THE TASK
Nothing but a number should be given: how many lines in the entries below include the string "terminated".
--- SUPPLIED INFORMATION Enclosed Below ---
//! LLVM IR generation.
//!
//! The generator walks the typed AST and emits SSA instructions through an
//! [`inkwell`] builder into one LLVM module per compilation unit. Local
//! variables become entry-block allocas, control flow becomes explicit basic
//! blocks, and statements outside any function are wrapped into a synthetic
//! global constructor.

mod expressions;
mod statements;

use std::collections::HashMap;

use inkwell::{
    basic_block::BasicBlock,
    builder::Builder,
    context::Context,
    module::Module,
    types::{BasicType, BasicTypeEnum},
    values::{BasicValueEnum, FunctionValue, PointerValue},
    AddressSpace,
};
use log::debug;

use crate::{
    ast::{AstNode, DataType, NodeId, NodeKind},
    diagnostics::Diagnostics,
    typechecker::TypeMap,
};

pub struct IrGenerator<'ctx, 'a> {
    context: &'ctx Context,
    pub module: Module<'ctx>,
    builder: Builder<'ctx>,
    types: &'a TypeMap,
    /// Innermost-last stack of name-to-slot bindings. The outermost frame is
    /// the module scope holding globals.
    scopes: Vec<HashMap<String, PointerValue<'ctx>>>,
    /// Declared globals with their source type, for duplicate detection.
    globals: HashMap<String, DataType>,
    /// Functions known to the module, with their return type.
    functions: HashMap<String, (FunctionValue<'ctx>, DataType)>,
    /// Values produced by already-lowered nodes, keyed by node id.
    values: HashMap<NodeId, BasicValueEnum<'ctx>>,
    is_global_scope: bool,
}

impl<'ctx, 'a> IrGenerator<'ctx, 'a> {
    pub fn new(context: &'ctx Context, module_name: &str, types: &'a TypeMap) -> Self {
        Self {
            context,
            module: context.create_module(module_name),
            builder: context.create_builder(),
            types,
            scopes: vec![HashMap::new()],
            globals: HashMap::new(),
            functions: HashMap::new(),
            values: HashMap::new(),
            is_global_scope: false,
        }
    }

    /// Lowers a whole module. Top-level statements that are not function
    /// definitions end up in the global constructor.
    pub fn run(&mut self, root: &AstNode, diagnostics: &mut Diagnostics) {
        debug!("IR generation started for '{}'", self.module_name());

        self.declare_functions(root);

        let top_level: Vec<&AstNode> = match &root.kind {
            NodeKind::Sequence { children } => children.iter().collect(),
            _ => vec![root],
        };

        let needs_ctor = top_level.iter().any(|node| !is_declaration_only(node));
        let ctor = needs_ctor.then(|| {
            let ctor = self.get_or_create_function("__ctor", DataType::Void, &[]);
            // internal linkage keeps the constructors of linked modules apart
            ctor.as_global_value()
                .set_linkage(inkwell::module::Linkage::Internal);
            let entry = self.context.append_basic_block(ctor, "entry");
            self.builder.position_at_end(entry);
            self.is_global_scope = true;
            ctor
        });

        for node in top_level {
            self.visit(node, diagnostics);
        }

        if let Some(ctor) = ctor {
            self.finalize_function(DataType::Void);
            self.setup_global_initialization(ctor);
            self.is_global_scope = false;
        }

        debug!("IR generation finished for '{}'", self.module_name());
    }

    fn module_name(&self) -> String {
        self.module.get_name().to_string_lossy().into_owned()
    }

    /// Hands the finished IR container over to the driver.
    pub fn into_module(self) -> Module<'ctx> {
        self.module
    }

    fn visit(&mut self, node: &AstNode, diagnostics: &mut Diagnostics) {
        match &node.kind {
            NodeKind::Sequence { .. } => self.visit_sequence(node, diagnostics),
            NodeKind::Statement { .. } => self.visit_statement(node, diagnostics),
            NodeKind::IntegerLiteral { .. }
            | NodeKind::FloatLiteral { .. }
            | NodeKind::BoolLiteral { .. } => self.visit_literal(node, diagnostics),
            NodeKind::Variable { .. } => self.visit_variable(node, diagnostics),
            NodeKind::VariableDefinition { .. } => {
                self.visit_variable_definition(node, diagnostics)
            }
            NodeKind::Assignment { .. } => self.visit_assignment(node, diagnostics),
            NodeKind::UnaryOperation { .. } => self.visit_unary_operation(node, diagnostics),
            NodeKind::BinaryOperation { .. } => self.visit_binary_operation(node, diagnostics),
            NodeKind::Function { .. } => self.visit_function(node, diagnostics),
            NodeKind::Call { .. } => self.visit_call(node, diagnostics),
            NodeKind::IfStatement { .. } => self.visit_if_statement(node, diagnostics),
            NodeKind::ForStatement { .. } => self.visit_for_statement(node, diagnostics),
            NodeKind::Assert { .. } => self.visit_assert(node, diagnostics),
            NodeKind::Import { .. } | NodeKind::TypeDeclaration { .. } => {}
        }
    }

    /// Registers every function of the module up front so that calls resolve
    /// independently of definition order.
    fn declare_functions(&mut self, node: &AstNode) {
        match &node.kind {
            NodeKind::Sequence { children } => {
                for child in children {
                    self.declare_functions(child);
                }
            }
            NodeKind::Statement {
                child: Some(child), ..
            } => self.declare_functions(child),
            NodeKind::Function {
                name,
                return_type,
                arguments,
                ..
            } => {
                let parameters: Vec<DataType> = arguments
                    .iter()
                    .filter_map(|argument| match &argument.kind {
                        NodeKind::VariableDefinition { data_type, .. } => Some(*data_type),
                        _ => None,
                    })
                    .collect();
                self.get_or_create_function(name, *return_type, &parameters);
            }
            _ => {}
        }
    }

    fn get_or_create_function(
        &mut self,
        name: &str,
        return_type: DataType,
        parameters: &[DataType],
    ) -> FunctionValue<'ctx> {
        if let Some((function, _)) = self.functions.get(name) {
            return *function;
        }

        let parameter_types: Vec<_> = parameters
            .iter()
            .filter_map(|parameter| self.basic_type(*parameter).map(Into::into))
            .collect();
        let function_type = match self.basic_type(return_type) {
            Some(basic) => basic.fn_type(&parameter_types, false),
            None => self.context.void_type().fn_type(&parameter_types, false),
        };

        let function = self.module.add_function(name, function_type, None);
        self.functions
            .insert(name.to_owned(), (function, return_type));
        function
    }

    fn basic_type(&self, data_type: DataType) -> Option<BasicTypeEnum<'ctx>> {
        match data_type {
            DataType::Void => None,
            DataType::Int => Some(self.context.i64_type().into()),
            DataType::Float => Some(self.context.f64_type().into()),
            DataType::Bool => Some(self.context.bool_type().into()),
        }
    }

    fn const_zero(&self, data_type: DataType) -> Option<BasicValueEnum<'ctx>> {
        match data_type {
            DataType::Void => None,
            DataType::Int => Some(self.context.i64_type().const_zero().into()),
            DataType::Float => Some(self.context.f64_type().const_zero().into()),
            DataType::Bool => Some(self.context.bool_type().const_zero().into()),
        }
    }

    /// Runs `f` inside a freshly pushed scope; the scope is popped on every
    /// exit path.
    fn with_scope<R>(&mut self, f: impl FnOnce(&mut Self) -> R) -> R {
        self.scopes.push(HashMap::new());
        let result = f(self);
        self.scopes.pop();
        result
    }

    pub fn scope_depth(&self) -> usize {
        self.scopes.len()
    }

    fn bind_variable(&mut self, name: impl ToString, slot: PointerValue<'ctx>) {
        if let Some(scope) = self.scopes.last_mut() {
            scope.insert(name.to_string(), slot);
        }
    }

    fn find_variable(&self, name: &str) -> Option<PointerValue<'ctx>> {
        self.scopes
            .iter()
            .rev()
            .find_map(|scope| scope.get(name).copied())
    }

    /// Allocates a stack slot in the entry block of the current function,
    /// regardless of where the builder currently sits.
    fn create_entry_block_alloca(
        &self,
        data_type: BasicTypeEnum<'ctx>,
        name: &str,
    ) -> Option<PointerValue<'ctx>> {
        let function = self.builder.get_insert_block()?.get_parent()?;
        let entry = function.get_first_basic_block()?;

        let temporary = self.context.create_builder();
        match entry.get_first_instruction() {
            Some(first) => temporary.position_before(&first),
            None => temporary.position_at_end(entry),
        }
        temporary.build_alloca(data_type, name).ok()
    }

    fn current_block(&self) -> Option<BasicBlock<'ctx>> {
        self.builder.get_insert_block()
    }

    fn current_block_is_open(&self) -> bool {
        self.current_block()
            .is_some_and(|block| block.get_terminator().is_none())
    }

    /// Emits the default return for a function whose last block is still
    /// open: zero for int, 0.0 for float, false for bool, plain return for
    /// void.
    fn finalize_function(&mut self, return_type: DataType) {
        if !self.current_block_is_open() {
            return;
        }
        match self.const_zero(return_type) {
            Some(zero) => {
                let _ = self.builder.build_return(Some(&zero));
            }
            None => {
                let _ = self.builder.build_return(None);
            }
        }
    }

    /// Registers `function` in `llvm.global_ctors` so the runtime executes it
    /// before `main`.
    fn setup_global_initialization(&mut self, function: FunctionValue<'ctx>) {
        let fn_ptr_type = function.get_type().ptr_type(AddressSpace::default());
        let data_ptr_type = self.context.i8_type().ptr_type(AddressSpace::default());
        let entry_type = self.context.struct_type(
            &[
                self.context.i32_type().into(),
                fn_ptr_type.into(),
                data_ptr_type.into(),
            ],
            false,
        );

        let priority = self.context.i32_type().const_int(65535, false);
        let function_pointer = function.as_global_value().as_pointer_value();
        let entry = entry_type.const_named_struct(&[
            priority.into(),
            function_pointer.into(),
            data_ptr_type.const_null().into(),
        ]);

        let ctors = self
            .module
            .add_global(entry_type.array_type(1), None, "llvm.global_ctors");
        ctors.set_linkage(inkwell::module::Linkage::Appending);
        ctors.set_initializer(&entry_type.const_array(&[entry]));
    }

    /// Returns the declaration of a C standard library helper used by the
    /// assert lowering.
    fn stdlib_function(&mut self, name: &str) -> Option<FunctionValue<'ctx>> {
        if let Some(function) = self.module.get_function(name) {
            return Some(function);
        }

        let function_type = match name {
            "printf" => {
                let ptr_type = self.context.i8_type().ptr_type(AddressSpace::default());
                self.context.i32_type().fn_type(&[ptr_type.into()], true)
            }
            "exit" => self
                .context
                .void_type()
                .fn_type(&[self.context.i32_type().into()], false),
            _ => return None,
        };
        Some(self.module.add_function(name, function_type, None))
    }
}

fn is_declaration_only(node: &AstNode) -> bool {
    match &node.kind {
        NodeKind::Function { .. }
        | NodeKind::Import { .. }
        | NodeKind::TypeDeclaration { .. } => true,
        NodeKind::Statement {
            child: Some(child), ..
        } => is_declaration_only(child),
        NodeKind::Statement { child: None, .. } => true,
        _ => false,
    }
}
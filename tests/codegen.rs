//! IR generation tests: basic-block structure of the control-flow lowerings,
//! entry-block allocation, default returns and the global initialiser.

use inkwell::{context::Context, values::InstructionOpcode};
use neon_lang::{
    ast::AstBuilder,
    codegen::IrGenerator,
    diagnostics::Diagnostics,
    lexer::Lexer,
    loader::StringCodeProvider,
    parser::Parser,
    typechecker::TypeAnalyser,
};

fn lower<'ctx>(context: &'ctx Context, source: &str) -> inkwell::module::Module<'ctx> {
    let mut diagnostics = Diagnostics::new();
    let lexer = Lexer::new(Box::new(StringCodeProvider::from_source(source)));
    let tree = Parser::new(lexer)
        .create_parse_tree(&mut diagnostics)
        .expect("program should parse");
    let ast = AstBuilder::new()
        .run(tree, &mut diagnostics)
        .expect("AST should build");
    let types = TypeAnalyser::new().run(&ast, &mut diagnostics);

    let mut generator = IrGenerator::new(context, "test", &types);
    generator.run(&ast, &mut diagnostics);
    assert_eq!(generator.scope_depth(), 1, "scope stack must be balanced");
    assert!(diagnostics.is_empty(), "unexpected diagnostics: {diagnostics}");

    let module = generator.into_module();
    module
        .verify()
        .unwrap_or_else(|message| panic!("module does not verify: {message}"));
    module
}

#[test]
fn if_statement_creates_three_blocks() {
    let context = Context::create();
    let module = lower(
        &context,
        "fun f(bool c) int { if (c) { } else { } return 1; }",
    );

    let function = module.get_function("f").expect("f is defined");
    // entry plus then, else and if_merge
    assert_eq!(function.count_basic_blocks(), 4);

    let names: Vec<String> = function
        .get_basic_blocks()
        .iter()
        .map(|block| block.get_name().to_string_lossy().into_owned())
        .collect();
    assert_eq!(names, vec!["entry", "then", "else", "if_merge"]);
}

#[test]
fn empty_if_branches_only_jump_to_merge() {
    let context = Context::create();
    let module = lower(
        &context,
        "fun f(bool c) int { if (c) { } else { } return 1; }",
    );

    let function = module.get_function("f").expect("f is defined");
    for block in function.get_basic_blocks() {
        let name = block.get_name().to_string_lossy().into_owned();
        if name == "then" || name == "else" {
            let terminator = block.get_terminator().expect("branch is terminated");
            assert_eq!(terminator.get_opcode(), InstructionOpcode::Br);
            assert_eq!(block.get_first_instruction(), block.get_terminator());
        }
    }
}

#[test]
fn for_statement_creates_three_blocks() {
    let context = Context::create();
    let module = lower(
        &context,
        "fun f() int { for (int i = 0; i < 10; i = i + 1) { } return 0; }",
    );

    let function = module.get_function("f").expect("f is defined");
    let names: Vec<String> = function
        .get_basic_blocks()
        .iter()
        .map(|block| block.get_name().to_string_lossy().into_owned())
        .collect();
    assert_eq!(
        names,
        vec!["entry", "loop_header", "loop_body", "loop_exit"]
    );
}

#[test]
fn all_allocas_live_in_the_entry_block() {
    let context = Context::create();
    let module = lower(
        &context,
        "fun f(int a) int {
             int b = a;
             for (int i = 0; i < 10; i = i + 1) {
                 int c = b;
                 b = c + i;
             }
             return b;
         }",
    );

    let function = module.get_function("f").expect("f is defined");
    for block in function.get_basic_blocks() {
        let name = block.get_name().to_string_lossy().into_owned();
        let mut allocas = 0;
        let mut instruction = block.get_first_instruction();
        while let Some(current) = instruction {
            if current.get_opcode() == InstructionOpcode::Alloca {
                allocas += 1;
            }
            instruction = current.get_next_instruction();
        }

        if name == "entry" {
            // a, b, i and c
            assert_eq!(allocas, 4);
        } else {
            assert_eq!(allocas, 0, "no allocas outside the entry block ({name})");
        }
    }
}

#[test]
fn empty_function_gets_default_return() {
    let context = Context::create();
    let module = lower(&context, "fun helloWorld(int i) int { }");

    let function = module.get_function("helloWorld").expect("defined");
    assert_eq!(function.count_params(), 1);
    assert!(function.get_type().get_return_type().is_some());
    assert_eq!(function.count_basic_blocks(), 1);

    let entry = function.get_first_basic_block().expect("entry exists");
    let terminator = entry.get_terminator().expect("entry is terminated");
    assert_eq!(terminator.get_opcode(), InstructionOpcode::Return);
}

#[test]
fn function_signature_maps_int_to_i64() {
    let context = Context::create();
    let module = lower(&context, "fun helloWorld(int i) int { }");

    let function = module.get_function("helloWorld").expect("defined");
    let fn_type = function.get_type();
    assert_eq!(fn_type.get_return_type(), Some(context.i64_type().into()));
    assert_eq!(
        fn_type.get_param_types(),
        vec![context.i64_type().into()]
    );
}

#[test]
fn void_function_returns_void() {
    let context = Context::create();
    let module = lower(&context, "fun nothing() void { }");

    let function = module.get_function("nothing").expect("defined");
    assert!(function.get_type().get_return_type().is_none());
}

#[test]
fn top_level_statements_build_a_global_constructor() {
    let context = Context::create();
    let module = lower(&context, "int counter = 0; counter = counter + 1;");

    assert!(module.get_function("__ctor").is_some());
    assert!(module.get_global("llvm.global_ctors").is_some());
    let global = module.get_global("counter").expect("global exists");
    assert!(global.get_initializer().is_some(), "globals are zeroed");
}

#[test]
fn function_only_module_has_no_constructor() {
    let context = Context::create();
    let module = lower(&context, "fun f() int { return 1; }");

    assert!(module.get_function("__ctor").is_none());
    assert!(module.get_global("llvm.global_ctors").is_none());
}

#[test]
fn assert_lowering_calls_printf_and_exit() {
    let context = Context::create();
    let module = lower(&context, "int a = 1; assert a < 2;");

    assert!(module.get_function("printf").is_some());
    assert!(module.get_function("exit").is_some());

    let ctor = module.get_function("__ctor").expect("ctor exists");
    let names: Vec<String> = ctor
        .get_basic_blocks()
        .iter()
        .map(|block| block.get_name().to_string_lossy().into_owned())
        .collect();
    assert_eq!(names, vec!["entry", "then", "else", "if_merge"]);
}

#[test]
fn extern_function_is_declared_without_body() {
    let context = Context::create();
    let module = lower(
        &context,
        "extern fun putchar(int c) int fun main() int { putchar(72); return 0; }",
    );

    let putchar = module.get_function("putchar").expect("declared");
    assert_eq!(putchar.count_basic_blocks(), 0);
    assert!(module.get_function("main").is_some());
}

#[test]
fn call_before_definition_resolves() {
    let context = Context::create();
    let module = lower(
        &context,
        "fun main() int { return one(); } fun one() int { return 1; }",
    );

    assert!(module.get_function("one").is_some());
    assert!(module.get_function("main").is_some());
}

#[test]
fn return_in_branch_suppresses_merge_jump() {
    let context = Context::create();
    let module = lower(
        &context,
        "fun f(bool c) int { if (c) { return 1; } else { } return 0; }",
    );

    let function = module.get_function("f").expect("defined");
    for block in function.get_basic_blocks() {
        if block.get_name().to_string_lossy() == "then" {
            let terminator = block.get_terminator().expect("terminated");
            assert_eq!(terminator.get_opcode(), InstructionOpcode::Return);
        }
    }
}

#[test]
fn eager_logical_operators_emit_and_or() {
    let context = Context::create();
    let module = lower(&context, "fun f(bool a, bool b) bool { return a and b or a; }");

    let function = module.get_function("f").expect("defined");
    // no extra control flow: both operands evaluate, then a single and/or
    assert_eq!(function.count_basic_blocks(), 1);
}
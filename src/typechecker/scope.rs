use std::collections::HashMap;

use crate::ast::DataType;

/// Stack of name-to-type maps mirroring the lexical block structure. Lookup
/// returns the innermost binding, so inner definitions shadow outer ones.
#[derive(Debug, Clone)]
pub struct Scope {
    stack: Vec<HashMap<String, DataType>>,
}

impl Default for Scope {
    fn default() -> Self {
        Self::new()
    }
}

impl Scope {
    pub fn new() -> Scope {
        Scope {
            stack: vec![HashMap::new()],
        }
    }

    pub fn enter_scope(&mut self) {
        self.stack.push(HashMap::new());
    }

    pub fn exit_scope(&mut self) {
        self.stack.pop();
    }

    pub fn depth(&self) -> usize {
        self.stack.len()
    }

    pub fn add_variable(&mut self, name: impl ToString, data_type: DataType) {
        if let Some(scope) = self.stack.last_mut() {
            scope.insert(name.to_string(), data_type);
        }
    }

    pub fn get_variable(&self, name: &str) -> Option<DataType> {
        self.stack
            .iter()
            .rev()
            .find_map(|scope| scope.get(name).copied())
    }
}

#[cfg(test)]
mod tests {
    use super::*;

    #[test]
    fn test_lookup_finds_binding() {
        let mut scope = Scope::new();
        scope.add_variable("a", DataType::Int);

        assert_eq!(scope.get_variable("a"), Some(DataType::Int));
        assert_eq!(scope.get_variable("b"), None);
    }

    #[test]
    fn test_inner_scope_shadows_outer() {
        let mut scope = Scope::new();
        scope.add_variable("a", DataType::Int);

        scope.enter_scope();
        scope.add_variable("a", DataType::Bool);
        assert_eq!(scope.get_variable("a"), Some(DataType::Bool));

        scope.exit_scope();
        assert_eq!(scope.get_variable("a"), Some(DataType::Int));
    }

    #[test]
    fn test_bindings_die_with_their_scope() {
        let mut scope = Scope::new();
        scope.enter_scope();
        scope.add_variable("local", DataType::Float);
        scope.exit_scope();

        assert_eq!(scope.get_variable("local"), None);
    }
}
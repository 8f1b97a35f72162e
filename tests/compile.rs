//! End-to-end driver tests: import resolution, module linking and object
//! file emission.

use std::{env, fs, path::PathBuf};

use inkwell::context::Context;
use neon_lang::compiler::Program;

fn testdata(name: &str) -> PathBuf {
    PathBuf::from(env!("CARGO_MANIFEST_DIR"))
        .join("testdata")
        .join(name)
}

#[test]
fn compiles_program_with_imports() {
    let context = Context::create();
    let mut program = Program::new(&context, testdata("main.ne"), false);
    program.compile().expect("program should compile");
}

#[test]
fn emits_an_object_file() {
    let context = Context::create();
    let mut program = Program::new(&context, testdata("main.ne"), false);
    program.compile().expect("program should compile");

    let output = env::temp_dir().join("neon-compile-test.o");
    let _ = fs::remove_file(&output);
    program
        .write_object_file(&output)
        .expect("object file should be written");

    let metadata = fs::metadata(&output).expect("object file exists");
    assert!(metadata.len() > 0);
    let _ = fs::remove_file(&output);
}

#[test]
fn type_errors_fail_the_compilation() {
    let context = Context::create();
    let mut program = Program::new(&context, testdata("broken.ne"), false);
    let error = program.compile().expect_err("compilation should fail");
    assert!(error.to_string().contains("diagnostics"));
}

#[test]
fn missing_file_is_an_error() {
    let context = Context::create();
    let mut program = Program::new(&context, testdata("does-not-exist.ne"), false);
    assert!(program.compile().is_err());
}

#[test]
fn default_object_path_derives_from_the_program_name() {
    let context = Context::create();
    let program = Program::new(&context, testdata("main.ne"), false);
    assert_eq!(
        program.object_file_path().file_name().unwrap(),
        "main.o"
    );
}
--- End of Enclosed SUPPLIED INFORMATION ---
EXERCISE OUTPUT
3